• _EXERCISE OBJECTIVE_: Beginning with the first line and ending with the one containing "use clap::parser::ValueSource;", copy the lines of the listing below exactly; omit everything else.

DATA FOR PROCESSING Start Marker

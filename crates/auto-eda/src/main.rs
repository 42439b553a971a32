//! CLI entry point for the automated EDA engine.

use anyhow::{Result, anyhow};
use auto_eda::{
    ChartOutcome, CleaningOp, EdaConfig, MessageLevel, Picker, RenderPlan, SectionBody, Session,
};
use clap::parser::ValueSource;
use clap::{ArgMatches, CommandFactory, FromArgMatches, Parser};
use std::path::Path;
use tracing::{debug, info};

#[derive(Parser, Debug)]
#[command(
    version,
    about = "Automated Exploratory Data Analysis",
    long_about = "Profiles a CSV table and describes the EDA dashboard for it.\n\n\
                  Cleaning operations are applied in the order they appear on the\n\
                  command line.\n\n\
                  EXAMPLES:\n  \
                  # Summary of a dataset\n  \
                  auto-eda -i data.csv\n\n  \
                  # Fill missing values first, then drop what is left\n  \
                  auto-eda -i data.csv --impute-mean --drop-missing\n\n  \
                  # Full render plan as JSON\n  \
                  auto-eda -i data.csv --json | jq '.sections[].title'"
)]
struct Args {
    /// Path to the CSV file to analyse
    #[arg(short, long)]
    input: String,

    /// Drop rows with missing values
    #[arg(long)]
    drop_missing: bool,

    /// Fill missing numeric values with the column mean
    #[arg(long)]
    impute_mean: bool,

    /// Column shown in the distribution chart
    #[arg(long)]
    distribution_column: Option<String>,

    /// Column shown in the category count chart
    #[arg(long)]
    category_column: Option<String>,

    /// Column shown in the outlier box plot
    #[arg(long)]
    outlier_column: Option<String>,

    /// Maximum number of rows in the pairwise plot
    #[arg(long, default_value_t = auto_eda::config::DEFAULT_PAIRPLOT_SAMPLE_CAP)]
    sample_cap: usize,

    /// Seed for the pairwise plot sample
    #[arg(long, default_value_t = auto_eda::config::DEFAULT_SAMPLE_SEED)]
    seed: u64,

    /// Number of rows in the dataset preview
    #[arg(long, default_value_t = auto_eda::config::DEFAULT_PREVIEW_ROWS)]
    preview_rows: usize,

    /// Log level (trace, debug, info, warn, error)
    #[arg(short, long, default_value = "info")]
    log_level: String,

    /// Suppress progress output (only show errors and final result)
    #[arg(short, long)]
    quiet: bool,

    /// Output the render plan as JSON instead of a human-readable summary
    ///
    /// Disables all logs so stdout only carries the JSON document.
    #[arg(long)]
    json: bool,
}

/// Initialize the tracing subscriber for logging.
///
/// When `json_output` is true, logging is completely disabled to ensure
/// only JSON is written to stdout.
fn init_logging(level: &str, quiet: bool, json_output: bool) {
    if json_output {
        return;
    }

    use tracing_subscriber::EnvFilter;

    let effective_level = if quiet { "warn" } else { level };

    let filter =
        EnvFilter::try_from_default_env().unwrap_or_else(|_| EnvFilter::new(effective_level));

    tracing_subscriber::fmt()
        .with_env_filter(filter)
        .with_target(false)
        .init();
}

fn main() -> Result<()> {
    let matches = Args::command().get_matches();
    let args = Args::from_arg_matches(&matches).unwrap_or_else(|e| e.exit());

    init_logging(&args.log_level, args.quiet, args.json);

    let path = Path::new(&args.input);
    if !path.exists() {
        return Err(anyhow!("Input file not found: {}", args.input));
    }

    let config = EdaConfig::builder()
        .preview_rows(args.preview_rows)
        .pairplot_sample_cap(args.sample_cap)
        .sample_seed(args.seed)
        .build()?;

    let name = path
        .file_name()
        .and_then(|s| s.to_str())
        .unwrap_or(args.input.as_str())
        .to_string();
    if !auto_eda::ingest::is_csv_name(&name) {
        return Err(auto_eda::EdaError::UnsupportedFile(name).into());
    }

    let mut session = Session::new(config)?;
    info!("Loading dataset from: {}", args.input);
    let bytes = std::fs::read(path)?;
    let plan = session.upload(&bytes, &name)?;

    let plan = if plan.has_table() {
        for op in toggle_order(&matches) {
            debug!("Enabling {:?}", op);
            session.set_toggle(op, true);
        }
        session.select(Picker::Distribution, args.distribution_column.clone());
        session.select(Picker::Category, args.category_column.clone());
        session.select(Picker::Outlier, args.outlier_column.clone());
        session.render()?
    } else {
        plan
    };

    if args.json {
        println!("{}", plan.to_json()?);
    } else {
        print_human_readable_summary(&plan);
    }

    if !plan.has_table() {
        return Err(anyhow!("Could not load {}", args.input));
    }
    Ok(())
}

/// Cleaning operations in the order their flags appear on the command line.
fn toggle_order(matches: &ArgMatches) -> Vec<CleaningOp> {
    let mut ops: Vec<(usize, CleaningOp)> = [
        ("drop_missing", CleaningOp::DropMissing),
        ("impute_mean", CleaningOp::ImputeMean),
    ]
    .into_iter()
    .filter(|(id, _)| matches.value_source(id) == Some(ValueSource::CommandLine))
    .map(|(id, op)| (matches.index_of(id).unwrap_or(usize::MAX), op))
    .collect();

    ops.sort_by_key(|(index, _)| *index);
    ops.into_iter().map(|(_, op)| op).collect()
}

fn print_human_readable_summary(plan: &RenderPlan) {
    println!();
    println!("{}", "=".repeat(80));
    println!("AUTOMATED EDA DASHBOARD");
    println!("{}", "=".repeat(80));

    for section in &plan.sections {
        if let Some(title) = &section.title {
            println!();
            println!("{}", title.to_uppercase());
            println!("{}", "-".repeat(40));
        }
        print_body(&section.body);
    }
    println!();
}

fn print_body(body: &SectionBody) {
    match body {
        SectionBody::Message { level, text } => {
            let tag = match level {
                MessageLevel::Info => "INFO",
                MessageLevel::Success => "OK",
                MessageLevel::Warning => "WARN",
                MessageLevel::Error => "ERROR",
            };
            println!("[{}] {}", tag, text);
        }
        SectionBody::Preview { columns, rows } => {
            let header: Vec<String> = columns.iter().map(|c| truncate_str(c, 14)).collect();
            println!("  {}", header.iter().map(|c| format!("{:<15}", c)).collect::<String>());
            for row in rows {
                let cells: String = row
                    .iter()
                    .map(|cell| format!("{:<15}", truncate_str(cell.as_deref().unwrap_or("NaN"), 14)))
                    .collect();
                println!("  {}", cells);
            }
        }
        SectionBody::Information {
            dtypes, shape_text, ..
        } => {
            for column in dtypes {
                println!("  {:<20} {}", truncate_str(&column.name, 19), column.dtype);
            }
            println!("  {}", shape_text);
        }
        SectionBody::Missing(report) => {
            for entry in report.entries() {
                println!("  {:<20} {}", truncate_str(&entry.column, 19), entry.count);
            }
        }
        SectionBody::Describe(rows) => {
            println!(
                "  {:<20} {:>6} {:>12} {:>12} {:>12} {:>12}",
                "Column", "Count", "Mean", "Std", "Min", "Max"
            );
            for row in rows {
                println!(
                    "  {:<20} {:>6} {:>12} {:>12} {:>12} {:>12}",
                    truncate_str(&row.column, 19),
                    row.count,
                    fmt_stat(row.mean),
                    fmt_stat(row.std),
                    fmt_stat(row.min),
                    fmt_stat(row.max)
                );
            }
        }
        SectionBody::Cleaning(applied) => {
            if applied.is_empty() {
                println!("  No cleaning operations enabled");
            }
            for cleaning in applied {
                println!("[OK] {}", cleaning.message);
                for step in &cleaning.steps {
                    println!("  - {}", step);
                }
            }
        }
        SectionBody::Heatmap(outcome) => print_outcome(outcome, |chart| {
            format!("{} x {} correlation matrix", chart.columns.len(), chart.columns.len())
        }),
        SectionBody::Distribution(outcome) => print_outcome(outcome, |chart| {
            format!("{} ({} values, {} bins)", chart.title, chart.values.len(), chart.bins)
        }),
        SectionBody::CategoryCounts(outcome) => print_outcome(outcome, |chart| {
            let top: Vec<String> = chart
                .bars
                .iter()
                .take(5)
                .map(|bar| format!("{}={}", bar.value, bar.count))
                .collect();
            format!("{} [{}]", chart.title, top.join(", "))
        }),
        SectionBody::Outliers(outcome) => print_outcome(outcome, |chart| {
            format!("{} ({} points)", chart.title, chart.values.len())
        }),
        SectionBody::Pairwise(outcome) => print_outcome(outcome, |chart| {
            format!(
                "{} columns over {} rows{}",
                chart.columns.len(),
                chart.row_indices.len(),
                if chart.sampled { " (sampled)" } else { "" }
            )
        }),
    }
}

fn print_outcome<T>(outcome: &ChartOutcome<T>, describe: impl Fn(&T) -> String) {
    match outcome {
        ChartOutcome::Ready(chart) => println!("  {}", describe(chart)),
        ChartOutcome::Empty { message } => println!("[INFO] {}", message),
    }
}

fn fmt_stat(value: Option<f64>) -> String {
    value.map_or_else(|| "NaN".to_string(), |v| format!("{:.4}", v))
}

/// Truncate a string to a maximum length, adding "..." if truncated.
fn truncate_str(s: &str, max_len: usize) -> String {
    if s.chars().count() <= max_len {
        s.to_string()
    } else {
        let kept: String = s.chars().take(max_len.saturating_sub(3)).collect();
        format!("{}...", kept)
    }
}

DATA FOR PROCESSING End Marker

• _EXERCISE SOLUTION_:
filename crates/auto-eda/src/main.rs
repository 42439b553a971a32
//! CLI entry point for the automated EDA engine.

use anyhow::{Result, anyhow};
use auto_eda::{
    ChartOutcome, CleaningOp, EdaConfig, MessageLevel, Picker, RenderPlan, SectionBody, Session,
};
use clap::parser::ValueSource;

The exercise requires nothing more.